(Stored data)
- Opening Delimiter -

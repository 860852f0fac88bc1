#![deny(warnings, rust_2018_idioms)]
#![forbid(unsafe_code)]

pub mod gateway;
pub mod labels;

pub use self::labels::Labels;
pub use k8s_openapi::{
    api::{
        core::v1::{ConfigMap, Namespace, Secret, Service, ServicePort},
        discovery::v1::EndpointSlice,
    },
    apimachinery::pkg::apis::meta::v1::{Condition, LabelSelector, ObjectMeta, Time},
};
pub use kube::{
    api::{Api, ListParams, Patch, PatchParams},
    Client, Error, Resource, ResourceExt,
};

/// The label EndpointSlices carry to name their owning Service.
pub const SERVICE_NAME_LABEL: &str = "kubernetes.io/service-name";

/// The annotation the Gateway API CRDs carry to declare the installed bundle
/// version.
pub const BUNDLE_VERSION_ANNOTATION: &str = "gateway.networking.k8s.io/bundle-version";

/// The secret type of TLS secrets.
pub const TLS_SECRET_TYPE: &str = "kubernetes.io/tls";

/// Key of the certificate in a TLS secret.
pub const TLS_CERT_KEY: &str = "tls.crt";

/// Key of the private key in a TLS secret.
pub const TLS_PRIVATE_KEY_KEY: &str = "tls.key";

/// Key of the CA certificate in a ConfigMap referenced by a BackendTLSPolicy.
pub const CA_CERT_KEY: &str = "ca.crt";
#![deny(warnings, rust_2018_idioms)]
#![forbid(unsafe_code)]

mod handler;
mod nginx;
mod resolve;
mod status_writer;
mod watch;

pub use self::handler::{EventHandler, SharedHandler};
pub use self::nginx::{FileSystemConfigurer, NginxConfigurer, NginxGenerator};
pub use self::resolve::EndpointSliceResolver;
pub use self::status_writer::StatusWriter;
pub use self::watch::CaptureIndex;

pub use nginx_gateway_controller_k8s_api as k8s;
pub use nginx_gateway_controller_k8s_state as state;
pub use nginx_gateway_controller_k8s_status as status;
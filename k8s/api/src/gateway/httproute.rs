use super::common::{ParentReference, RouteParentStatus};
use schemars::JsonSchema;
use serde::{Deserialize, Serialize};

/// HTTPRoute provides a way to route HTTP requests. This includes the
/// capability to match requests by hostname, path, header, or query param.
/// Filters can be used to specify additional processing steps. Backends
/// specify where matching requests should be routed.
#[derive(
    Clone,
    Debug,
    Default,
    PartialEq,
    kube::CustomResource,
    serde::Deserialize,
    serde::Serialize,
    schemars::JsonSchema,
)]
#[kube(
    group = "gateway.networking.k8s.io",
    version = "v1",
    kind = "HTTPRoute",
    status = "HTTPRouteStatus",
    derive = "Default",
    derive = "PartialEq",
    namespaced
)]
#[serde(rename_all = "camelCase")]
pub struct HTTPRouteSpec {
    /// ParentRefs references the resources (usually Gateways) a Route wants
    /// to be attached to.
    #[serde(default, skip_serializing_if = "Option::is_none")]
    pub parent_refs: Option<Vec<ParentReference>>,

    /// Hostnames defines a set of hostnames that should match against the
    /// HTTP Host header to select an HTTPRoute to process the request. Each
    /// is an RFC 1123 DNS name, optionally prefixed with a single wildcard
    /// label (`*.`).
    #[serde(default, skip_serializing_if = "Option::is_none")]
    pub hostnames: Option<Vec<String>>,

    /// Rules are a list of HTTP matchers, filters and actions.
    #[serde(default, skip_serializing_if = "Option::is_none")]
    pub rules: Option<Vec<HTTPRouteRule>>,
}

/// HTTPRouteRule defines semantics for matching an HTTP request based on
/// conditions (matches), processing it (filters), and forwarding the request
/// to an API object (backendRefs).
#[derive(Clone, Debug, Default, PartialEq, Deserialize, Serialize, JsonSchema)]
#[serde(rename_all = "camelCase")]
pub struct HTTPRouteRule {
    /// Matches define conditions used for matching the rule against incoming
    /// HTTP requests. Each match is independent: the rule matches if any one
    /// of them is satisfied.
    #[serde(default, skip_serializing_if = "Option::is_none")]
    pub matches: Option<Vec<HTTPRouteMatch>>,

    /// Filters define processing steps applied to matching requests.
    #[serde(default, skip_serializing_if = "Option::is_none")]
    pub filters: Option<Vec<HTTPRouteFilter>>,

    /// BackendRefs defines the backend(s) where matching requests should be
    /// sent. A rule with no backends (for example, one with only a redirect
    /// filter) is legal.
    #[serde(default, skip_serializing_if = "Option::is_none")]
    pub backend_refs: Option<Vec<HTTPBackendRef>>,
}

#[derive(Clone, Debug, Default, PartialEq, Deserialize, Serialize, JsonSchema)]
#[serde(rename_all = "camelCase")]
pub struct HTTPRouteMatch {
    #[serde(default, skip_serializing_if = "Option::is_none")]
    pub path: Option<HTTPPathMatch>,
    #[serde(default, skip_serializing_if = "Option::is_none")]
    pub headers: Option<Vec<HTTPHeaderMatch>>,
    #[serde(default, skip_serializing_if = "Option::is_none")]
    pub query_params: Option<Vec<HTTPQueryParamMatch>>,
    #[serde(default, skip_serializing_if = "Option::is_none")]
    pub method: Option<String>,
}

#[derive(Clone, Debug, Default, PartialEq, Deserialize, Serialize, JsonSchema)]
#[serde(rename_all = "camelCase")]
pub struct HTTPPathMatch {
    /// `Exact` or `PathPrefix`; `RegularExpression` is not supported.
    #[serde(default, rename = "type", skip_serializing_if = "Option::is_none")]
    pub type_: Option<String>,
    #[serde(default, skip_serializing_if = "Option::is_none")]
    pub value: Option<String>,
}

#[derive(Clone, Debug, Default, PartialEq, Deserialize, Serialize, JsonSchema)]
#[serde(rename_all = "camelCase")]
pub struct HTTPHeaderMatch {
    #[serde(default, rename = "type", skip_serializing_if = "Option::is_none")]
    pub type_: Option<String>,
    pub name: String,
    pub value: String,
}

#[derive(Clone, Debug, Default, PartialEq, Deserialize, Serialize, JsonSchema)]
#[serde(rename_all = "camelCase")]
pub struct HTTPQueryParamMatch {
    #[serde(default, rename = "type", skip_serializing_if = "Option::is_none")]
    pub type_: Option<String>,
    pub name: String,
    pub value: String,
}

/// Filter types this controller recognizes.
pub mod filter_type {
    pub const REQUEST_REDIRECT: &str = "RequestRedirect";
    pub const URL_REWRITE: &str = "URLRewrite";
    pub const REQUEST_HEADER_MODIFIER: &str = "RequestHeaderModifier";
}

#[derive(Clone, Debug, Default, PartialEq, Deserialize, Serialize, JsonSchema)]
#[serde(rename_all = "camelCase")]
pub struct HTTPRouteFilter {
    #[serde(rename = "type")]
    pub type_: String,
    #[serde(default, skip_serializing_if = "Option::is_none")]
    pub request_header_modifier: Option<HTTPHeaderFilter>,
    #[serde(default, skip_serializing_if = "Option::is_none")]
    pub request_redirect: Option<HTTPRequestRedirectFilter>,
    #[serde(default, skip_serializing_if = "Option::is_none")]
    pub url_rewrite: Option<HTTPURLRewriteFilter>,
}

#[derive(Clone, Debug, Default, PartialEq, Deserialize, Serialize, JsonSchema)]
#[serde(rename_all = "camelCase")]
pub struct HTTPHeaderFilter {
    #[serde(default, skip_serializing_if = "Option::is_none")]
    pub set: Option<Vec<HTTPHeader>>,
    #[serde(default, skip_serializing_if = "Option::is_none")]
    pub add: Option<Vec<HTTPHeader>>,
    #[serde(default, skip_serializing_if = "Option::is_none")]
    pub remove: Option<Vec<String>>,
}

#[derive(Clone, Debug, Default, PartialEq, Deserialize, Serialize, JsonSchema)]
#[serde(rename_all = "camelCase")]
pub struct HTTPHeader {
    pub name: String,
    pub value: String,
}

#[derive(Clone, Debug, Default, PartialEq, Deserialize, Serialize, JsonSchema)]
#[serde(rename_all = "camelCase")]
pub struct HTTPRequestRedirectFilter {
    #[serde(default, skip_serializing_if = "Option::is_none")]
    pub scheme: Option<String>,
    #[serde(default, skip_serializing_if = "Option::is_none")]
    pub hostname: Option<String>,
    #[serde(default, skip_serializing_if = "Option::is_none")]
    pub path: Option<HTTPPathModifier>,
    #[serde(default, skip_serializing_if = "Option::is_none")]
    pub port: Option<i32>,
    #[serde(default, skip_serializing_if = "Option::is_none")]
    pub status_code: Option<i32>,
}

#[derive(Clone, Debug, Default, PartialEq, Deserialize, Serialize, JsonSchema)]
#[serde(rename_all = "camelCase")]
pub struct HTTPURLRewriteFilter {
    #[serde(default, skip_serializing_if = "Option::is_none")]
    pub hostname: Option<String>,
    #[serde(default, skip_serializing_if = "Option::is_none")]
    pub path: Option<HTTPPathModifier>,
}

/// Path modifier types.
pub mod path_modifier_type {
    pub const REPLACE_FULL_PATH: &str = "ReplaceFullPath";
    pub const REPLACE_PREFIX_MATCH: &str = "ReplacePrefixMatch";
}

#[derive(Clone, Debug, Default, PartialEq, Deserialize, Serialize, JsonSchema)]
#[serde(rename_all = "camelCase")]
pub struct HTTPPathModifier {
    #[serde(rename = "type")]
    pub type_: String,
    #[serde(default, skip_serializing_if = "Option::is_none")]
    pub replace_full_path: Option<String>,
    #[serde(default, skip_serializing_if = "Option::is_none")]
    pub replace_prefix_match: Option<String>,
}

/// HTTPBackendRef defines how an HTTPRoute forwards a request to a backend;
/// only Services in the core group are supported.
#[derive(Clone, Debug, Default, PartialEq, Deserialize, Serialize, JsonSchema)]
#[serde(rename_all = "camelCase")]
pub struct HTTPBackendRef {
    #[serde(default, skip_serializing_if = "Option::is_none")]
    pub group: Option<String>,
    #[serde(default, skip_serializing_if = "Option::is_none")]
    pub kind: Option<String>,
    pub name: String,
    #[serde(default, skip_serializing_if = "Option::is_none")]
    pub namespace: Option<String>,
    #[serde(default, skip_serializing_if = "Option::is_none")]
    pub port: Option<i32>,
    /// Weight of traffic sent to this backend relative to the other backends
    /// of the rule, 0 to 1,000,000. Defaults to 1.
    #[serde(default, skip_serializing_if = "Option::is_none")]
    pub weight: Option<i32>,
    /// Per-backend filters are not supported.
    #[serde(default, skip_serializing_if = "Option::is_none")]
    pub filters: Option<Vec<HTTPRouteFilter>>,
}

#[derive(Clone, Debug, Default, PartialEq, Deserialize, Serialize, JsonSchema)]
#[serde(rename_all = "camelCase")]
pub struct HTTPRouteStatus {
    #[serde(default)]
    pub parents: Vec<RouteParentStatus>,
}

- Closing Delimiter -

### Work to be completed
Look back at the entries above and repeat, unchanged, every line from the line holding "pub use nginx_gateway_controller_k8s_state" through the line holding "processing steps. Backends".

### Answer
pub use nginx_gateway_controller_k8s_state as state;
pub use nginx_gateway_controller_k8s_status as status;
filename k8s/api/src/gateway/httproute.rs
use super::common::{ParentReference, RouteParentStatus};
use schemars::JsonSchema;
use serde::{Deserialize, Serialize};

/// HTTPRoute provides a way to route HTTP requests. This includes the
/// capability to match requests by hostname, path, header, or query param.
/// Filters can be used to specify additional processing steps. Backends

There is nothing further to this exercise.